Please Know...

As I come to know these fine people, they share with me more of their personal and sensitive stories. Their collective story is what I am trying to share with you as my way of breaking the stereotypical beliefs that exist. "Blog names" have occasionally been given to me by the person whose story I am telling. Names are never their actual names and wherever I can do so, I might use the opposite pronoun (his/her, etc.) just to help increase their privacy.

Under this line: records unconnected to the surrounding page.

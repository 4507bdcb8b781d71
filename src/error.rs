use std::path::PathBuf;
use thiserror::Error;

pub type Result<T> = std::result::Result<T,ConvertError>;

#[derive(Debug,Error)]
pub enum ConvertError {
    /// the source file has no numeric array with the expected name. MAT readers skip char,
    /// struct, cell and sparse variables, so those report here as well.
    #[error("no numeric array named `{name}` in {path} (char, struct, cell and sparse variables are not read)")]
    NotFound { name:String, path:PathBuf },

    #[error("depth range [{z_min}, {z_max}) is outside of the volume depth 0..{z_extent}")]
    OutOfRange { z_min:usize, z_max:usize, z_extent:usize },

    /// the source could not be parsed as a MAT file holding a 3-D numeric array
    #[error("format error: {0}")]
    Format(String),

    #[error("cannot normalize volume: {0}")]
    DegenerateInput(String),

    #[error("volume has no pages to write")]
    EmptyVolume,

    #[error("i/o error on {path}: {source}")]
    Io { path:PathBuf, #[source] source:std::io::Error },

    /// non-i/o failures of the tiff encoder. I/O failures are reported as `Io`.
    #[cfg(feature = "io-tiff")]
    #[error("tiff encoder error: {0}")]
    Encode(tiff::TiffError),

    #[error("page of {rows}x{cols} samples exceeds the tiff size limit")]
    PageTooLarge { rows:usize, cols:usize },
}

impl ConvertError {
    pub(crate) fn io(path:impl Into<PathBuf>) -> impl FnOnce(std::io::Error) -> ConvertError {
        let path = path.into();
        move |source| ConvertError::Io { path, source }
    }
}
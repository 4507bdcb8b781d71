use crate::normalize::normalize_volume;
use crate::{DepthRange, Result, StageObserver, Volume, VolumeDim};

/// a loaded volume with the element type of the source file preserved
#[derive(Clone,Debug,PartialEq)]
pub enum SourceVolume {
    Int8(Volume<i8>),
    UInt8(Volume<u8>),
    Int16(Volume<i16>),
    UInt16(Volume<u16>),
    Int32(Volume<i32>),
    UInt32(Volume<u32>),
    Int64(Volume<i64>),
    UInt64(Volume<u64>),
    Single(Volume<f32>),
    Double(Volume<f64>),
}

/// runs `$body` with `$v` bound to the inner volume of any variant
macro_rules! with_volume {
    ($src:expr, $v:ident => $body:expr) => {
        match $src {
            SourceVolume::Int8($v) => $body,
            SourceVolume::UInt8($v) => $body,
            SourceVolume::Int16($v) => $body,
            SourceVolume::UInt16($v) => $body,
            SourceVolume::Int32($v) => $body,
            SourceVolume::UInt32($v) => $body,
            SourceVolume::Int64($v) => $body,
            SourceVolume::UInt64($v) => $body,
            SourceVolume::Single($v) => $body,
            SourceVolume::Double($v) => $body,
        }
    };
}

/// like `with_volume` but wraps the result back into the same variant
macro_rules! map_volume {
    ($src:expr, $v:ident => $body:expr) => {
        match $src {
            SourceVolume::Int8($v) => SourceVolume::Int8($body),
            SourceVolume::UInt8($v) => SourceVolume::UInt8($body),
            SourceVolume::Int16($v) => SourceVolume::Int16($body),
            SourceVolume::UInt16($v) => SourceVolume::UInt16($body),
            SourceVolume::Int32($v) => SourceVolume::Int32($body),
            SourceVolume::UInt32($v) => SourceVolume::UInt32($body),
            SourceVolume::Int64($v) => SourceVolume::Int64($body),
            SourceVolume::UInt64($v) => SourceVolume::UInt64($body),
            SourceVolume::Single($v) => SourceVolume::Single($body),
            SourceVolume::Double($v) => SourceVolume::Double($body),
        }
    };
}

impl SourceVolume {

    pub fn dims(&self) -> VolumeDim {
        with_volume!(self, v => v.dims())
    }

    /// MATLAB class name of the samples
    pub fn class_name(&self) -> &'static str {
        match self {
            SourceVolume::Int8(_) => "int8",
            SourceVolume::UInt8(_) => "uint8",
            SourceVolume::Int16(_) => "int16",
            SourceVolume::UInt16(_) => "uint16",
            SourceVolume::Int32(_) => "int32",
            SourceVolume::UInt32(_) => "uint32",
            SourceVolume::Int64(_) => "int64",
            SourceVolume::UInt64(_) => "uint64",
            SourceVolume::Single(_) => "single",
            SourceVolume::Double(_) => "double",
        }
    }

    pub fn depth_range(&self, range:DepthRange) -> Result<SourceVolume> {
        Ok(map_volume!(self, v => v.depth_range(range)?))
    }

    pub fn normalize(&self, observer:&mut dyn StageObserver) -> Result<Volume<u8>> {
        with_volume!(self, v => normalize_volume(v, observer))
    }

}

#[cfg(test)]
mod tests {
    use super::*;
    use crate::RecordingObserver;

    #[test]
    fn depth_range_keeps_class() {
        let dims = VolumeDim::from_shape([1,1,4]);
        let src = SourceVolume::Int16(Volume::new(vec![-3i16,0,7,9],dims).unwrap());
        let sub = src.depth_range(DepthRange::new(1,3)).unwrap();
        assert_eq!(sub.class_name(),"int16");
        assert_eq!(sub,SourceVolume::Int16(Volume::new(vec![0,7],dims.with_depth(2)).unwrap()));
    }

    #[test]
    fn integer_sources_normalize() {
        let dims = VolumeDim::from_shape([1,1,3]);
        let src = SourceVolume::UInt16(Volume::new(vec![100u16,200,300],dims).unwrap());
        let out = src.normalize(&mut RecordingObserver::default()).unwrap();
        assert_eq!(out.data(),&[0,128,255]);
    }
}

Throughout this blog you are now seeing advertising. I need to provide this so as to keep going financially with this ministry. If you see something that is inappropriate to this site, please let me know - maybe get a screen shot of it for me. I do get credit for any "click" that you might make on any of the ads. If you're bored some night and want to help me raise some needed cash, visit my site and click away to your heart's content....

Sunday, April 25, 2021

From Crying to Consuming

This was a tough week.  Two people who I know lost their lives to an inanimate powder.

This blog is about one of those people and the reaction that his friends who knew him from the street had upon hearing of his death.

One person who has moved on gloriously from their own street days described Alexander as follows:

Today one of my favorite people in the world left this earth.

My friend (Real Name) was one of very few people who didn’t let drugs take over their soul or their heart and no matter how f’d up he was, there was always a glimpse of who he really was showing. He was so charismatic. He was literally one of the smartest people I’ve ever known, we would spend hours talking about books, music, theology, philosophy, you name it- he could talk about it (with intelligence). I never knew a person so full of useFUL information. We had some bad times too, we suffered together, but it was the good stuff that made us close.

I wish so badly that his suffering ended before he left this earth.


I did not know Alexander to that depth but I knew him to be a true gentleman on the streets of Kensington.

Another friend of mine who is no longer on the streets described him as "my only true friend who lived on those streets with me."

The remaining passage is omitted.